=== PROVIDED INFORMATION ===

use scraper::{ElementRef, Html, Selector};

use crate::error::AppError;
use crate::models::RawItem;

/// Result of extracting one page: the items found in document order, and the
/// locator of the next page if the markup advertises one.
#[derive(Debug, Clone, Default)]
pub struct PageItems {
    pub items: Vec<RawItem>,
    pub next_page: Option<String>,
}

/// Turns one page's content into raw items. Pure; no I/O.
pub trait PageExtractor: Send + Sync + Clone {
    fn extract(&self, html: &str) -> Result<PageItems, AppError>;
}

fn sel(css: &str) -> Selector {
    Selector::parse(css).expect("static selector")
}

// ---------------------------------------------------------------------------
// Listing profile
// ---------------------------------------------------------------------------

/// Extractor for listing-style pages: one markup node per film, with a title
/// anchor, a (possibly lazy-loaded) poster and an optionally encoded rating.
///
/// The same extractor serves both logical sources; only the selector profile
/// differs between the films grid and the diary table.
#[derive(Clone)]
pub struct ListingExtractor {
    item: Selector,
    title_anchor: Selector,
    poster: Selector,
    rating: Selector,
    watched: Selector,
    next: Selector,
}

impl ListingExtractor {
    /// Profile for the films listing pages.
    pub fn films() -> Self {
        Self {
            item: sel(".film-detail-content, li.poster-container"),
            title_anchor: sel(".film-title-wrapper a, .frame"),
            poster: sel("img"),
            rating: sel("span.rating"),
            watched: sel("time"),
            next: sel("a.next"),
        }
    }

    /// Profile for the diary/ratings listing pages.
    pub fn diary() -> Self {
        Self {
            item: sel("tr.diary-entry-row"),
            title_anchor: sel(".film-title a, h3 a"),
            poster: sel("img"),
            rating: sel("span.rating"),
            watched: sel("time"),
            next: sel("a.next"),
        }
    }

    fn item_from_node(&self, node: ElementRef<'_>) -> Option<RawItem> {
        let anchor = node.select(&self.title_anchor).next()?;
        // An item without an href cannot be identified; skip it rather than
        // emit a malformed record.
        let Some(href) = anchor.value().attr("href") else {
            tracing::debug!("skipping listing item without title href");
            return None;
        };

        // Poster-grid anchors carry no text; the image's alt text names the
        // film there.
        let mut title = anchor.text().collect::<String>().trim().to_string();
        if title.is_empty() {
            title = node
                .select(&self.poster)
                .next()
                .and_then(|img| img.value().attr("alt"))
                .unwrap_or_default()
                .trim()
                .to_string();
        }

        let poster_url = node
            .select(&self.poster)
            .next()
            .and_then(|img| {
                // Lazy-load attribute first, eager source as fallback.
                img.value()
                    .attr("data-src")
                    .or_else(|| img.value().attr("src"))
            })
            .map(str::to_string);

        let rating_raw = node
            .select(&self.rating)
            .next()
            .and_then(Self::rating_token);

        let year_hint = node
            .value()
            .attr("data-film-year")
            .and_then(|y| y.parse().ok());

        let watched_or_rank = node
            .select(&self.watched)
            .next()
            .and_then(|t| t.value().attr("datetime"))
            .map(str::to_string);

        Some(RawItem {
            title,
            year_hint,
            source_path: Some(href.to_string()),
            poster_url,
            rating_raw,
            watched_or_rank,
        })
    }

    /// Pull the undecoded rating off a rating element.
    ///
    /// Two encodings exist in the wild: a `rated-{n}` class token and a
    /// `data-rating` attribute. The class token wins when both are present.
    fn rating_token(el: ElementRef<'_>) -> Option<String> {
        el.value()
            .classes()
            .find_map(|c| c.strip_prefix("rated-"))
            .map(str::to_string)
            .or_else(|| el.value().attr("data-rating").map(str::to_string))
    }
}

impl PageExtractor for ListingExtractor {
    fn extract(&self, html: &str) -> Result<PageItems, AppError> {
        let doc = Html::parse_document(html);

        let items = doc
            .select(&self.item)
            .filter_map(|node| self.item_from_node(node))
            .collect();

        let next_page = doc
            .select(&self.next)
            .next()
            .and_then(|a| a.value().attr("href"))
            .map(str::to_string);

        Ok(PageItems { items, next_page })
    }
}

// ---------------------------------------------------------------------------
// Feed profile
// ---------------------------------------------------------------------------

/// Extractor for feed-style documents: one entry per `<item>`, the title text
/// carrying a trailing parenthesized year. Feed entries have no rating.
#[derive(Clone)]
pub struct FeedExtractor {
    channel: Selector,
    entry: Selector,
    title: Selector,
    published: Selector,
}

impl FeedExtractor {
    pub fn new() -> Self {
        Self {
            channel: sel("channel"),
            entry: sel("item"),
            title: sel("title"),
            published: sel("pubdate"),
        }
    }

    /// Split `"<Title> (<Year>)"` into title and year. Text without a
    /// trailing four-digit parenthesized year passes through untouched.
    fn split_title_year(text: &str) -> (String, Option<i32>) {
        let text = text.trim();
        if let Some(open) = text.rfind('(') {
            let inner = &text[open + 1..];
            if let Some(inner) = inner.strip_suffix(')') {
                if inner.len() == 4 && inner.bytes().all(|b| b.is_ascii_digit()) {
                    let title = text[..open].trim_end().to_string();
                    return (title, inner.parse().ok());
                }
            }
        }
        (text.to_string(), None)
    }
}

impl Default for FeedExtractor {
    fn default() -> Self {
        Self::new()
    }
}

impl PageExtractor for FeedExtractor {
    fn extract(&self, html: &str) -> Result<PageItems, AppError> {
        let doc = Html::parse_document(html);

        // A feed without a channel container is not a feed at all. A channel
        // with zero entries is a valid end-of-listing page.
        if doc.select(&self.channel).next().is_none() {
            return Err(AppError::MalformedPage(
                "feed document has no channel element".into(),
            ));
        }

        let items = doc
            .select(&self.entry)
            .filter_map(|entry| {
                let raw_title = entry
                    .select(&self.title)
                    .next()
                    .map(|t| t.text().collect::<String>())?;
                let (title, year_hint) = Self::split_title_year(&raw_title);
                if title.is_empty() {
                    tracing::debug!("skipping feed entry with empty title");
                    return None;
                }

                let watched_or_rank = entry
                    .select(&self.published)
                    .next()
                    .map(|t| t.text().collect::<String>().trim().to_string());

                Some(RawItem {
                    title,
                    year_hint,
                    watched_or_rank,
                    ..RawItem::default()
                })
            })
            .collect();

        // Feeds are a single-page source; there is no next locator.
        Ok(PageItems {
            items,
            next_page: None,
        })
    }
}

#[cfg(test)]
mod tests {
    use super::*;

    const FILMS_PAGE: &str = r#"
        <html><body>
        <ul>
        <div class="film-detail-content" data-film-year="1995">
            <div class="film-title-wrapper"><a href="/film/heat/">Heat</a></div>
            <img data-src="https://img.example/heat-lazy.jpg" src="https://img.example/heat-eager.jpg">
            <span class="rating rated-9"></span>
            <time datetime="2024-03-01"></time>
        </div>
        <div class="film-detail-content">
            <div class="film-title-wrapper"><a href="/film/alien/">Alien</a></div>
            <img src="https://img.example/alien.jpg">
            <span class="rating" data-rating="3.5"></span>
        </div>
        <div class="film-detail-content">
            <div class="film-title-wrapper"><a>No Href Film</a></div>
            <img src="https://img.example/nohref.jpg">
        </div>
        </ul>
        <a class="next" href="/user/films/page/2/">Next</a>
        </body></html>"#;

    #[test]
    fn films_profile_extracts_items_in_document_order() {
        let page = ListingExtractor::films().extract(FILMS_PAGE).unwrap();

        assert_eq!(page.items.len(), 2);
        assert_eq!(page.items[0].title, "Heat");
        assert_eq!(page.items[0].source_path.as_deref(), Some("/film/heat/"));
        assert_eq!(page.items[0].year_hint, Some(1995));
        assert_eq!(page.items[1].title, "Alien");
    }

    #[test]
    fn lazy_poster_attribute_wins_over_eager() {
        let page = ListingExtractor::films().extract(FILMS_PAGE).unwrap();

        assert_eq!(
            page.items[0].poster_url.as_deref(),
            Some("https://img.example/heat-lazy.jpg")
        );
        assert_eq!(
            page.items[1].poster_url.as_deref(),
            Some("https://img.example/alien.jpg")
        );
    }

    #[test]
    fn both_rating_encodings_are_read() {
        let page = ListingExtractor::films().extract(FILMS_PAGE).unwrap();

        assert_eq!(page.items[0].rating_raw.as_deref(), Some("9"));
        assert_eq!(page.items[1].rating_raw.as_deref(), Some("3.5"));
    }

    #[test]
    fn class_rating_wins_over_attribute() {
        let html = r#"
            <div class="film-detail-content">
                <div class="film-title-wrapper"><a href="/film/tie/">Tie</a></div>
                <span class="rating rated-8" data-rating="2.0"></span>
            </div>"#;
        let page = ListingExtractor::films().extract(html).unwrap();

        assert_eq!(page.items[0].rating_raw.as_deref(), Some("8"));
    }

    #[test]
    fn textless_anchor_takes_the_title_from_the_image_alt() {
        let html = r#"
            <li class="poster-container">
                <a class="frame" href="/film/heat/"></a>
                <img alt="Heat" src="https://img.example/heat.jpg">
            </li>"#;
        let page = ListingExtractor::films().extract(html).unwrap();

        assert_eq!(page.items.len(), 1);
        assert_eq!(page.items[0].title, "Heat");
    }

    #[test]
    fn item_without_href_is_skipped() {
        let page = ListingExtractor::films().extract(FILMS_PAGE).unwrap();

        assert!(page.items.iter().all(|i| i.title != "No Href Film"));
    }

    #[test]
    fn next_locator_is_reported() {
        let page = ListingExtractor::films().extract(FILMS_PAGE).unwrap();
        assert_eq!(page.next_page.as_deref(), Some("/user/films/page/2/"));

        let last = ListingExtractor::films()
            .extract("<html><body></body></html>")
            .unwrap();
        assert!(last.items.is_empty());
        assert!(last.next_page.is_none());
    }

    #[test]
    fn diary_profile_reads_rows() {
        let html = r#"
            <table><tbody>
            <tr class="diary-entry-row">
                <td class="film-title"><a href="/film/heat/">Heat</a></td>
                <td><span class="rating rated-9"></span></td>
                <td><time datetime="2024-03-01"></time></td>
            </tr>
            <tr class="diary-entry-row">
                <td class="film-title"><a href="/film/alien/">Alien</a></td>
                <td><span class="rating"></span></td>
            </tr>
            </tbody></table>"#;
        let page = ListingExtractor::diary().extract(html).unwrap();

        assert_eq!(page.items.len(), 2);
        assert_eq!(page.items[0].rating_raw.as_deref(), Some("9"));
        assert_eq!(page.items[0].watched_or_rank.as_deref(), Some("2024-03-01"));
        assert!(page.items[1].rating_raw.is_none());
    }

    const FEED_PAGE: &str = r#"
        <rss><channel>
        <item><title>Heat (1995)</title><pubdate>Fri, 01 Mar 2024</pubdate></item>
        <item><title>Alien (1979)</title></item>
        <item><title>Untitled Project</title></item>
        </channel></rss>"#;

    #[test]
    fn feed_profile_splits_trailing_year() {
        let page = FeedExtractor::new().extract(FEED_PAGE).unwrap();

        assert_eq!(page.items.len(), 3);
        assert_eq!(page.items[0].title, "Heat");
        assert_eq!(page.items[0].year_hint, Some(1995));
        assert_eq!(
            page.items[0].watched_or_rank.as_deref(),
            Some("Fri, 01 Mar 2024")
        );
        assert_eq!(page.items[1].title, "Alien");
        assert_eq!(page.items[1].year_hint, Some(1979));
        assert_eq!(page.items[2].title, "Untitled Project");
        assert_eq!(page.items[2].year_hint, None);
    }

    #[test]
    fn feed_entries_carry_no_rating() {
        let page = FeedExtractor::new().extract(FEED_PAGE).unwrap();
        assert!(page.items.iter().all(|i| i.rating_raw.is_none()));
        assert!(page.next_page.is_none());
    }

    #[test]
    fn feed_without_channel_is_malformed() {
        let err = FeedExtractor::new()
            .extract("<html><body><p>not a feed</p></body></html>")
            .unwrap_err();
        assert!(matches!(err, AppError::MalformedPage(_)));
    }

    #[test]
    fn empty_channel_is_a_valid_last_page() {
        let page = FeedExtractor::new()
            .extract("<rss><channel></channel></rss>")
            .unwrap();
        assert!(page.items.is_empty());
    }

    #[test]
    fn title_year_split_edge_cases() {
        assert_eq!(
            FeedExtractor::split_title_year("Heat (1995)"),
            ("Heat".into(), Some(1995))
        );
        assert_eq!(
            FeedExtractor::split_title_year("(500) Days of Summer (2009)"),
            ("(500) Days of Summer".into(), Some(2009))
        );
        assert_eq!(
            FeedExtractor::split_title_year("Brazil (as released)"),
            ("Brazil (as released)".into(), None)
        );
    }
}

===

■ **WORK TO COMPLETE**:
Give the number of lines in the entries above that include the word "Result", and nothing more.

■ **ANSWER TO THIS PROBLEM**:
4